C.V. Horner (1897–1980): Habits and Beliefs

In terms of religion, C.V. Horner’s beliefs are never notably expressed throughout his memoir; in fact, his beliefs as a whole take somewhat of a backseat in his memoir in comparison to the other facets, such as his labour and the people he meets. This seems to be done with the intention of remaining objective as he recounts the events of his life as, towards the end, he says that he hopes he has not ‘offended too much’ (241) in regards to his readers.

Given that the subtitle of his memoir is ‘A Liftetime Spent in the Yorkshire Dales’, it is unsurprising to find that the culture of Yorkshire is present across the memoir. Peppered throughout the nineteen chapters of Horner’s story are numerous folk songs that concern a variety of subjects: in the beginning, we are treated to a hunting song about a foxhound named “Spanker”, which was famous around Teesdale; in the closing chapters, Horner includes a mournful song entitled “Leaving the Dales”, about the life of ‘young dalesfolk.’ (231) About this particular song, Horner remarks that ‘[t]rue born dalesmen are already getting thinner on the ground’, (232) a statement about how the culture that defines him is dwindling.

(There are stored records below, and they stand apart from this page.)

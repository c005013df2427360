//! Loading and checking the fitted model artifacts
//!
//! A deployment ships five artifacts, exported together by the training
//! pipeline: the forest, one label encoder per categorical field (including
//! the prediction target), and the standard scaler. They are only valid as
//! a set, so this module loads them as one `ModelBundle` and cross-checks
//! them against the compiled-in schema before anyone predicts with them.
//!
//! A default set of artifacts is compiled into the library, so binaries
//! work with no model directory at all; `load_dir` supports swapping in a
//! newer fitted set without rebuilding.

use std::path::Path;

use tracing::{debug, info};

use crate::encoders::{EncoderRegistry, EncoderTable};
use crate::error::{Error, Result};
use crate::forest::RandomForest;
use crate::scaler::StandardScaler;
use crate::schema;

/// Artifact file names, as written by the training export.
pub const FOREST_FILE: &str = "random_forest.json";
pub const ENCODER_OCCUPATION_FILE: &str = "label_encoder_occupation.json";
pub const ENCODER_CITY_TIER_FILE: &str = "label_encoder_city_tier.json";
pub const ENCODER_CLASS_FILE: &str = "label_encoder_class.json";
pub const SCALER_FILE: &str = "standard_scaler.json";

const BUNDLED_FOREST: &str =
    include_str!(concat!(env!("CARGO_MANIFEST_DIR"), "/artifacts/random_forest.json"));
const BUNDLED_ENCODER_OCCUPATION: &str = include_str!(concat!(
    env!("CARGO_MANIFEST_DIR"),
    "/artifacts/label_encoder_occupation.json"
));
const BUNDLED_ENCODER_CITY_TIER: &str = include_str!(concat!(
    env!("CARGO_MANIFEST_DIR"),
    "/artifacts/label_encoder_city_tier.json"
));
const BUNDLED_ENCODER_CLASS: &str = include_str!(concat!(
    env!("CARGO_MANIFEST_DIR"),
    "/artifacts/label_encoder_class.json"
));
const BUNDLED_SCALER: &str =
    include_str!(concat!(env!("CARGO_MANIFEST_DIR"), "/artifacts/standard_scaler.json"));

/// The five fitted artifacts, loaded and cross-checked as a set.
#[derive(Debug, Clone)]
pub struct ModelBundle {
    encoders: EncoderRegistry,
    scaler: StandardScaler,
    forest: RandomForest,
}

impl ModelBundle {
    /// Assemble a bundle from already-parsed parts, without checks.
    ///
    /// Callers are expected to run `self_check` before predicting; the
    /// loading constructors do it for them.
    pub fn from_parts(
        encoders: EncoderRegistry,
        scaler: StandardScaler,
        forest: RandomForest,
    ) -> Self {
        Self {
            encoders,
            scaler,
            forest,
        }
    }

    /// Load and cross-check the artifact set from a directory.
    pub fn load_dir(dir: &Path) -> Result<Self> {
        let read = |name: &str| -> Result<String> {
            let path = dir.join(name);
            debug!(file = %path.display(), "reading artifact");
            Ok(std::fs::read_to_string(path)?)
        };
        let bundle = Self::parse(
            &read(FOREST_FILE)?,
            &read(ENCODER_OCCUPATION_FILE)?,
            &read(ENCODER_CITY_TIER_FILE)?,
            &read(ENCODER_CLASS_FILE)?,
            &read(SCALER_FILE)?,
        )?;
        info!(
            dir = %dir.display(),
            trees = bundle.forest.tree_count(),
            classes = bundle.encoders.class_count(),
            "loaded model artifacts"
        );
        Ok(bundle)
    }

    /// Load and cross-check the artifact set compiled into the library.
    pub fn bundled() -> Result<Self> {
        let bundle = Self::parse(
            BUNDLED_FOREST,
            BUNDLED_ENCODER_OCCUPATION,
            BUNDLED_ENCODER_CITY_TIER,
            BUNDLED_ENCODER_CLASS,
            BUNDLED_SCALER,
        )?;
        info!(
            trees = bundle.forest.tree_count(),
            classes = bundle.encoders.class_count(),
            "loaded bundled model artifacts"
        );
        Ok(bundle)
    }

    fn parse(
        forest_json: &str,
        occupation_json: &str,
        city_tier_json: &str,
        class_json: &str,
        scaler_json: &str,
    ) -> Result<Self> {
        let forest: RandomForest = serde_json::from_str(forest_json)?;
        let occupation: EncoderTable = serde_json::from_str(occupation_json)?;
        let city_tier: EncoderTable = serde_json::from_str(city_tier_json)?;
        let class: EncoderTable = serde_json::from_str(class_json)?;
        let scaler: StandardScaler = serde_json::from_str(scaler_json)?;

        let bundle = Self::from_parts(
            EncoderRegistry::new(occupation, city_tier, class)?,
            scaler,
            forest,
        );
        bundle.self_check()?;
        Ok(bundle)
    }

    pub fn encoders(&self) -> &EncoderRegistry {
        &self.encoders
    }

    pub fn scaler(&self) -> &StandardScaler {
        &self.scaler
    }

    pub fn forest(&self) -> &RandomForest {
        &self.forest
    }

    /// Verify the artifact set is usable with this build.
    ///
    /// Checks, in order: every artifact carries the compiled-in schema
    /// version, each artifact is structurally sound, the forest and scaler
    /// column lists match the schema, the forest's class count matches the
    /// class encoder, and one canary row makes it through inference with a
    /// distribution that sums to 1. This is what a health endpoint should
    /// run at startup; any error here means "unhealthy", not "degrade
    /// quietly".
    pub fn self_check(&self) -> Result<()> {
        let versions = [
            ("forest", self.forest.schema_version),
            ("scaler", self.scaler.schema_version),
            ("occupation encoder", self.encoders.schema_versions()[0]),
            ("city_tier encoder", self.encoders.schema_versions()[1]),
            ("class encoder", self.encoders.schema_versions()[2]),
        ];
        for (artifact, version) in versions {
            if version != schema::SCHEMA_VERSION {
                return Err(Error::FeatureShape(format!(
                    "{} was fitted under schema v{}, this build expects v{}",
                    artifact,
                    version,
                    schema::SCHEMA_VERSION
                )));
            }
        }

        self.forest.validate()?;
        self.scaler.validate()?;

        if !schema::columns_match(self.forest.columns(), &schema::COLUMNS) {
            return Err(Error::FeatureShape(schema::describe_mismatch(
                "forest",
                self.forest.columns(),
                &schema::COLUMNS,
            )));
        }
        if !schema::columns_match(self.scaler.columns(), &schema::NUMERIC_COLUMNS) {
            return Err(Error::FeatureShape(schema::describe_mismatch(
                "scaler",
                self.scaler.columns(),
                &schema::NUMERIC_COLUMNS,
            )));
        }
        if self.forest.n_classes() != self.encoders.class_count() {
            return Err(Error::FeatureShape(format!(
                "forest predicts over {} classes, class encoder lists {}",
                self.forest.n_classes(),
                self.encoders.class_count()
            )));
        }

        // Canary row: every column at the fitted mean scales to zero, codes
        // and flags at zero are always in range.
        let canary = [0.0; schema::FEATURE_COUNT];
        let probs = self.forest.predict_proba(&canary)?;
        let total: f64 = probs.iter().sum();
        if (total - 1.0).abs() > 1e-6 {
            return Err(Error::ModelInvocation(format!(
                "canary distribution sums to {}",
                total
            )));
        }
        debug!("artifact self-check passed");
        Ok(())
    }
}

#[cfg(test)]
mod tests {
    use super::*;
    use crate::models::CategoricalField;

    fn good_bundle() -> ModelBundle {
        ModelBundle::bundled().unwrap()
    }

    #[test]
    fn test_bundled_artifacts_pass_self_check() {
        let bundle = good_bundle();
        bundle.self_check().unwrap();
        assert_eq!(bundle.forest().n_features(), schema::FEATURE_COUNT);
        assert_eq!(bundle.encoders().class_count(), 3);
    }

    #[test]
    fn test_bundled_domains_are_populated() {
        let bundle = good_bundle();
        assert_eq!(
            bundle.encoders().domain(CategoricalField::Class),
            &["Neutral", "Saver", "Spender"]
        );
        assert_eq!(bundle.encoders().domain(CategoricalField::CityTier).len(), 3);
        assert!(!bundle.encoders().domain(CategoricalField::Occupation).is_empty());
    }

    #[test]
    fn test_self_check_rejects_stale_schema_version() {
        let bundle = good_bundle();
        let mut forest_json = serde_json::to_value(bundle.forest()).unwrap();
        forest_json["schema_version"] = serde_json::Value::from(99);
        let stale: RandomForest = serde_json::from_value(forest_json).unwrap();
        let broken = ModelBundle::from_parts(
            bundle.encoders().clone(),
            bundle.scaler().clone(),
            stale,
        );
        let err = broken.self_check().unwrap_err();
        assert!(matches!(err, Error::FeatureShape(_)));
        assert!(err.to_string().contains("v99"));
    }

    #[test]
    fn test_self_check_rejects_column_drift() {
        let bundle = good_bundle();
        let mut forest_json = serde_json::to_value(bundle.forest()).unwrap();
        let cols = forest_json["columns"].as_array_mut().unwrap();
        cols.swap(0, 1);
        let drifted: RandomForest = serde_json::from_value(forest_json).unwrap();
        let broken = ModelBundle::from_parts(
            bundle.encoders().clone(),
            bundle.scaler().clone(),
            drifted,
        );
        assert!(matches!(
            broken.self_check(),
            Err(Error::FeatureShape(_))
        ));
    }

    #[test]
    fn test_self_check_rejects_class_count_mismatch() {
        let bundle = good_bundle();
        let mut forest_json = serde_json::to_value(bundle.forest()).unwrap();
        forest_json["n_classes"] = serde_json::Value::from(4);
        let mismatched: RandomForest = serde_json::from_value(forest_json).unwrap();
        let broken = ModelBundle::from_parts(
            bundle.encoders().clone(),
            bundle.scaler().clone(),
            mismatched,
        );
        assert!(broken.self_check().is_err());
    }

    #[test]
    fn test_load_dir_round_trips_the_bundled_set() {
        let dir = tempfile::tempdir().unwrap();
        let bundle = good_bundle();
        let files = [
            (FOREST_FILE, serde_json::to_string(bundle.forest()).unwrap()),
            (SCALER_FILE, serde_json::to_string(bundle.scaler()).unwrap()),
            (
                ENCODER_OCCUPATION_FILE,
                serde_json::to_string(&encoder_json(&bundle, CategoricalField::Occupation)).unwrap(),
            ),
            (
                ENCODER_CITY_TIER_FILE,
                serde_json::to_string(&encoder_json(&bundle, CategoricalField::CityTier)).unwrap(),
            ),
            (
                ENCODER_CLASS_FILE,
                serde_json::to_string(&encoder_json(&bundle, CategoricalField::Class)).unwrap(),
            ),
        ];
        for (name, json) in files {
            std::fs::write(dir.path().join(name), json).unwrap();
        }
        let reloaded = ModelBundle::load_dir(dir.path()).unwrap();
        assert_eq!(reloaded.forest().tree_count(), bundle.forest().tree_count());
    }

    #[test]
    fn test_load_dir_missing_artifact_is_io_error() {
        let dir = tempfile::tempdir().unwrap();
        assert!(matches!(
            ModelBundle::load_dir(dir.path()),
            Err(Error::Io(_))
        ));
    }

    #[test]
    fn test_load_dir_rejects_malformed_json() {
        let dir = tempfile::tempdir().unwrap();
        for name in [
            FOREST_FILE,
            ENCODER_OCCUPATION_FILE,
            ENCODER_CITY_TIER_FILE,
            ENCODER_CLASS_FILE,
            SCALER_FILE,
        ] {
            std::fs::write(dir.path().join(name), "{not json").unwrap();
        }
        assert!(matches!(
            ModelBundle::load_dir(dir.path()),
            Err(Error::Json(_))
        ));
    }

    fn encoder_json(bundle: &ModelBundle, field: CategoricalField) -> EncoderTable {
        EncoderTable::new(
            schema::SCHEMA_VERSION,
            field,
            bundle.encoders().domain(field).to_vec(),
        )
    }
}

School House, West Witton.

When Horner was not shooting game birds, he became involved with his local football and horse racing communities. The Wensleydale Football League was formed circa 1920; Horner served as ‘centre half and as vice-captain’ (53) for West Witton. As per Horner’s storytelling ways, he indulges the reader with some anecdotes of his time playing football, before noting that despite a number of changes, ‘the dale still has several village football teams and their activities are still well supported.’ (55) On the other hand, Horner did not participate in horseracing, but became acquainted with that culture through his work (as mentioned in Life and Labour). These two periods, however, are not explored in as great detail as others, particularly in comparison to his favourite form of work and leisure.

Gamekeeping is such a defining part of Horner’s life; it is clear he did not just inherit the sport from his father, but the culture of it as well. In my Life and Labour blog, I included his feelings about people who do not appreciate the hard work of being a gamekeeper; however, his passion about the matter does not end there. Horner steps away from his usual light-hearted writing in order to address what he believes is hypocrisy—gamekeeping being branded ‘inhumane’ (129)—on the part of those who criticise the sport that he loves. He writes that ‘so many of those who oppose it will calmly sit watching violence on television, often where an innocen[t] human is shot in the back in cold blood’. (129) Horner claims that violence is more accepted in today’s world that it ever was in his youth or even the war years, stating that it is an ‘undisputed fact’ (130) that television has contributed to the escalating number of violent crimes. Concluding his feelings on the matter, Horner says:

to those “do-gooders” who seek to condemn a sport which has done little or no harm to any other man, I would say why not try to put the house of the human race in order first? When they have a society totally free from murderers and muggers, then perhaps they might find grounds to criticise the man who shoots game for sport. (130)

In a more pleasant tone, Horner also addresses the conceptions of Yorkshire natives held by those from outside. He writes that people from outside Yorkshire seem to have gained the impression that folk, such as Horner, are ‘stern, dry and lacking in jocundity.’ (165) Horner dismisses all of these assumptions, hoping to prove they are incorrect by way of displaying his ‘Yorkshireman’s wit’ (165) through his tales. He says: ‘[s]ome of my anecdotes are perfectly true, others, as the reader will realise, have to be taken “with a pinch of salt” as we often say of fictitious tales here in the North.’ (165)

Being from Yorkshire and being a gamekeeper mean a great deal to C.V. Horner; they define his identity from the very beginning of the memoir until the very end. Through his homeland, his work, and his other activities, he encounters a countless list of characters. Horner always seems to feel as though he is part of something greater and that very confidence, perhaps, is responsible for the jovial nature he attempts to maintain in his story.


  • Burnett, John, David Vincent and David Mayall. Ed. ‘C.V. Horner.’ The Autobiography of the Working Class: An Annotated, Critical Bibliography 1790-1945. 3 vols. Brighton: Harvester, 1984, 1987, 1989: 2:422.